The issue of this is indeed a form of war (GE as the hammer, us as the nail) as triggered by GE and its freestanding 30" cooktop range JB series, ours a JB630DF1WW.  We have discussed our dissatisfaction with safety and other basics with GE, who assured us our concerns would be forwarded to the design department. They had asked our opinion of our purchase, and we told them we were not pleased.  Issue 150223-005490. Not enough.




I.  Our new stove.  Not recommended here for purchase.

Here it is, in our kitchen, with the overhead light reflecting, nothing from the stove itself.  There are dials and no light to warn of a hot burner, as these do stay very hot even when not glowing red.

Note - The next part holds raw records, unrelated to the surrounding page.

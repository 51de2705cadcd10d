//! Action executor.
//!
//! Applies the diff engine's actions to the object store. Each action is
//! idempotent: creating an existing object, or deleting, relabelling or
//! releasing an absent one, succeeds without effect. Writes are
//! read-modify-write guarded by the resource version and re-fetched on
//! conflict.
//!
//! Actions run stage by stage in the order given. `Prepare` and `Members`
//! actions run concurrently across objects, while actions on the same
//! object run in order so they never race on its resource version.
//! `Removal`, `Router`
//! and `Teardown` run one at a time and stop at the first failure. `Router`
//! and `Teardown` only run when nothing failed before them.

use std::collections::BTreeMap;

use futures::future::join_all;
use kube::ResourceExt;
use tracing::{debug, info, warn};

use crate::controller::context::Context;
use crate::controller::common::{add_finalizer, is_terminating, remove_finalizer};
use crate::controller::diff::{Action, ActionTarget, FinalizerTarget};
use crate::controller::error::{Error, Result};
use crate::controller::retry::retry_with_backoff;
use crate::crd::InnoDBCluster;
use crate::group::Eviction;
use crate::resources::common::{member_pod_name, router_name};
use crate::resources::pods::generate_member_pod;
use crate::resources::router::{generate_router_replica_set, with_replicas};
use crate::resources::services::generate_service;
use crate::store::{SharedStore, StoredObject};

/// What applying an action did.
#[derive(Clone, Copy, Debug, PartialEq, Eq)]
pub enum Outcome {
    /// The store was written
    Applied,
    /// Already in the desired state
    Unchanged,
    /// Waiting on the database group, try again next cycle
    Deferred,
}

/// An action that failed after its retries.
#[derive(Clone, Debug)]
pub struct ActionFailure {
    pub action: Action,
    pub error: String,
    /// Failure was a refusal to break group quorum
    pub quorum_risk: bool,
}

/// Result of executing a batch of actions.
#[derive(Clone, Debug, Default)]
pub struct ExecutionReport {
    pub applied: Vec<Action>,
    pub unchanged: Vec<Action>,
    pub deferred: Vec<Action>,
    pub failed: Vec<ActionFailure>,
    /// Not attempted because an earlier action failed
    pub skipped: Vec<Action>,
}

impl ExecutionReport {
    pub fn quorum_blocked(&self) -> bool {
        self.failed.iter().any(|f| f.quorum_risk)
    }

    /// Whether any action wrote to the store.
    pub fn made_progress(&self) -> bool {
        !self.applied.is_empty()
    }

    fn record(&mut self, action: &Action, result: Result<Outcome>) -> bool {
        match result {
            Ok(Outcome::Applied) => self.applied.push(action.clone()),
            Ok(Outcome::Unchanged) => self.unchanged.push(action.clone()),
            Ok(Outcome::Deferred) => self.deferred.push(action.clone()),
            Err(e) => {
                self.failed.push(ActionFailure {
                    action: action.clone(),
                    quorum_risk: matches!(e, Error::QuorumRisk(_)),
                    error: e.to_string(),
                });
                return false;
            }
        }
        true
    }
}

/// Apply `actions` for `cluster`, stage by stage.
pub async fn execute(
    ctx: &Context,
    cluster: &InnoDBCluster,
    actions: &[Action],
) -> ExecutionReport {
    let mut report = ExecutionReport::default();
    let mut halted = false;

    for run in actions.chunk_by(|a, b| a.stage() == b.stage()) {
        let Some(stage) = run.first().map(Action::stage) else {
            continue;
        };
        if halted || (stage.is_barrier() && !report.failed.is_empty()) {
            debug!(?stage, count = run.len(), "Skipping stage after earlier failure");
            report.skipped.extend(run.iter().cloned());
            continue;
        }

        if stage.is_concurrent() {
            let mut by_target: BTreeMap<ActionTarget, Vec<(usize, &Action)>> = BTreeMap::new();
            for (i, action) in run.iter().enumerate() {
                by_target.entry(action.target()).or_default().push((i, action));
            }
            let groups = join_all(by_target.into_values().map(|group| async move {
                let mut results = Vec::with_capacity(group.len());
                for (i, action) in group {
                    results.push((i, action, apply_with_retry(ctx, cluster, action).await));
                }
                results
            }))
            .await;
            let mut results: Vec<_> = groups.into_iter().flatten().collect();
            // Report in plan order.
            results.sort_by_key(|(i, _, _)| *i);
            for (_, action, result) in results {
                report.record(action, result);
            }
        } else {
            for (i, action) in run.iter().enumerate() {
                let result = apply_with_retry(ctx, cluster, action).await;
                if !report.record(action, result) {
                    report.skipped.extend(run.iter().skip(i + 1).cloned());
                    halted = true;
                    break;
                }
            }
        }
    }

    if let Some(state) = &ctx.health_state {
        for action in &report.applied {
            state.metrics.record_action(action.kind(), true);
        }
        for failure in &report.failed {
            state.metrics.record_action(failure.action.kind(), false);
        }
    }
    report
}

async fn apply_with_retry(
    ctx: &Context,
    cluster: &InnoDBCluster,
    action: &Action,
) -> Result<Outcome> {
    let operation = action.to_string();
    let result =
        retry_with_backoff(&ctx.settings.retry, &operation, || apply(ctx, cluster, action)).await;
    let name = cluster.name_any();
    match &result {
        Ok(Outcome::Applied) => info!(cluster = %name, action = %action, "Applied action"),
        Ok(outcome) => debug!(cluster = %name, action = %action, ?outcome, "No write needed"),
        Err(e) => warn!(cluster = %name, action = %action, error = %e, "Action failed"),
    }
    result
}

fn changed(written: bool) -> Outcome {
    if written {
        Outcome::Applied
    } else {
        Outcome::Unchanged
    }
}

/// Apply a single action once.
pub async fn apply(ctx: &Context, cluster: &InnoDBCluster, action: &Action) -> Result<Outcome> {
    let ns = cluster.namespace().unwrap_or_default();
    let name = cluster.name_any();
    let stores = &ctx.stores;
    let attempts = ctx.settings.conflict_attempts;

    match action {
        Action::AddFinalizer(FinalizerTarget::Cluster, key) => {
            modify(&stores.clusters, &ns, &name, attempts, |c| {
                !is_terminating(&c.metadata) && add_finalizer(&mut c.metadata, key)
            })
            .await
            .map(changed)
        }
        Action::RemoveFinalizer(FinalizerTarget::Cluster, key) => {
            modify(&stores.clusters, &ns, &name, attempts, |c| {
                remove_finalizer(&mut c.metadata, key)
            })
            .await
            .map(changed)
        }
        Action::AddFinalizer(FinalizerTarget::Member(ordinal), key) => {
            let pod = member_pod_name(&name, *ordinal);
            modify(&stores.pods, &ns, &pod, attempts, |p| {
                !is_terminating(&p.metadata) && add_finalizer(&mut p.metadata, key)
            })
            .await
            .map(changed)
        }
        Action::RemoveFinalizer(FinalizerTarget::Member(ordinal), key) => {
            let pod = member_pod_name(&name, *ordinal);
            // The finalizer holds the member until the group can spare it.
            if ctx.group.evict_member(cluster, &pod).await? == Eviction::InProgress {
                debug!(pod = %pod, "Eviction in progress, keeping membership finalizer");
                return Ok(Outcome::Deferred);
            }
            modify(&stores.pods, &ns, &pod, attempts, |p| {
                remove_finalizer(&mut p.metadata, key)
            })
            .await
            .map(changed)
        }
        Action::UpdateLabels(ordinal, labels) => {
            let pod = member_pod_name(&name, *ordinal);
            modify(&stores.pods, &ns, &pod, attempts, |p| {
                if p.metadata.labels.as_ref() == Some(labels) {
                    return false;
                }
                p.metadata.labels = Some(labels.clone());
                true
            })
            .await
            .map(changed)
        }
        Action::CreateMemberPod(ordinal) => {
            create(&stores.pods, &generate_member_pod(cluster, *ordinal)).await
        }
        Action::DeleteMemberPod(ordinal) => {
            let pod = member_pod_name(&name, *ordinal);
            match ctx.group.evict_member(cluster, &pod).await? {
                Eviction::InProgress => {
                    debug!(pod = %pod, "Eviction in progress, deferring pod deletion");
                    Ok(Outcome::Deferred)
                }
                Eviction::Evicted => delete(&stores.pods, &ns, &pod).await,
            }
        }
        Action::CreateRouterDeployment(replicas) => {
            create(
                &stores.replica_sets,
                &generate_router_replica_set(cluster, *replicas),
            )
            .await
        }
        Action::ScaleRouterDeployment(replicas) => {
            let rs = router_name(&name);
            modify(&stores.replica_sets, &ns, &rs, attempts, |existing| {
                if existing.spec.as_ref().and_then(|s| s.replicas) == Some(*replicas) {
                    return false;
                }
                *existing = with_replicas(existing, *replicas);
                true
            })
            .await
            .map(changed)
        }
        Action::DeleteRouterDeployment => {
            delete(&stores.replica_sets, &ns, &router_name(&name)).await
        }
        Action::EnsureService(kind) => {
            create(&stores.services, &generate_service(cluster, *kind)).await
        }
        Action::DeleteService(kind) => {
            delete(&stores.services, &ns, &kind.service_name(&name)).await
        }
    }
}

/// Create `obj`; an existing object counts as success.
async fn create<K: StoredObject>(store: &SharedStore<K>, obj: &K) -> Result<Outcome> {
    match store.create(obj).await {
        Ok(_) => Ok(Outcome::Applied),
        Err(Error::AlreadyExists { .. }) => Ok(Outcome::Unchanged),
        Err(e) => Err(e),
    }
}

/// Delete an object; an absent object counts as success.
async fn delete<K: StoredObject>(store: &SharedStore<K>, ns: &str, name: &str) -> Result<Outcome> {
    match store.delete(ns, name).await {
        Ok(()) => Ok(Outcome::Applied),
        Err(e) if e.is_not_found() => Ok(Outcome::Unchanged),
        Err(e) => Err(e),
    }
}

/// Read-modify-write `name` with `f`, re-fetching on conflict.
///
/// `f` returns false when the object already has the desired shape, in
/// which case nothing is written. An absent object is left alone. Returns
/// whether a write happened.
pub async fn modify<K, F>(
    store: &SharedStore<K>,
    ns: &str,
    name: &str,
    attempts: u32,
    mut f: F,
) -> Result<bool>
where
    K: StoredObject,
    F: FnMut(&mut K) -> bool,
{
    for attempt in 1..=attempts {
        let mut obj = match store.get(ns, name).await {
            Ok(obj) => obj,
            Err(e) if e.is_not_found() => return Ok(false),
            Err(e) => return Err(e),
        };
        if !f(&mut obj) {
            return Ok(false);
        }
        match store.replace(&obj).await {
            Ok(_) => return Ok(true),
            Err(e) if e.is_conflict() => {
                debug!(object = %name, attempt, "Write conflict, re-fetching");
            }
            Err(e) if e.is_not_found() => return Ok(false),
            Err(e) => return Err(e),
        }
    }
    Err(Error::ConflictExhausted {
        kind: K::kind(&()).to_string(),
        name: name.to_string(),
        attempts,
    })
}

JB63 etc. Our specific model is JB63ODF1WW.
 
Is any burner still hot when you go to wipe the stove, or use its flat top for a useful other purpose?  Pass your hand over the top, hovering, to see what is hot.  Dangerous.  And the burns when you wipe the dishcloth over the hot top hurt.

 II.   OLD STOVE:  the good one. See how it looks like the new one?  We were fooled, too.

But the old one here has lights at each burner to show when it is on, or a burner is still hot.  The clock is visible even when the oven is on.

      III. Practical complaints continue.  

    • Inconsistent dial treatments, which direction to rotate as to the large burner with the small one inside. Clockwise for this, counterclockwise for that. Different directions.
      • And, the dial for the big-little burner in the front used to work with a simple switch from big to little.  
      • Now, to use the small burner, you have to get your glasses, squint, and start at the bottom and go counterclockwise up on the dial toward the high for that little burner, 
        • Then you have to go clockwise on that same dial toward the high for the bigger size burner.  What??

    Has marketing come to wars for profits requiring cutting corners, safety, against the cook and others cooking and at unnecessary risk. Wars take many many forms as one group and its interests seek to dominate others:  civil, cold covert, guerrilla, ideological, religious, conventional, Wiki goes on forever, but economic war is omitted. GE recall would be appropriate, as this stove is a danger for households with children, people with intellectual disabilities, the elderly, and me. Safety and the cook and her helpers come first.  Unreasonable risk of injury -- and easily corrected, since GE had it before right.

    Why? An economic activity, whether colonialism or hype, geared to get advantage by persuasion as well as force (misrepresentation, omissions of important information) and not necessarily by merit, legitimately a war?  Apply warfare to the selling of goods where the seller seeks and gets unfair advantage, obscures danger.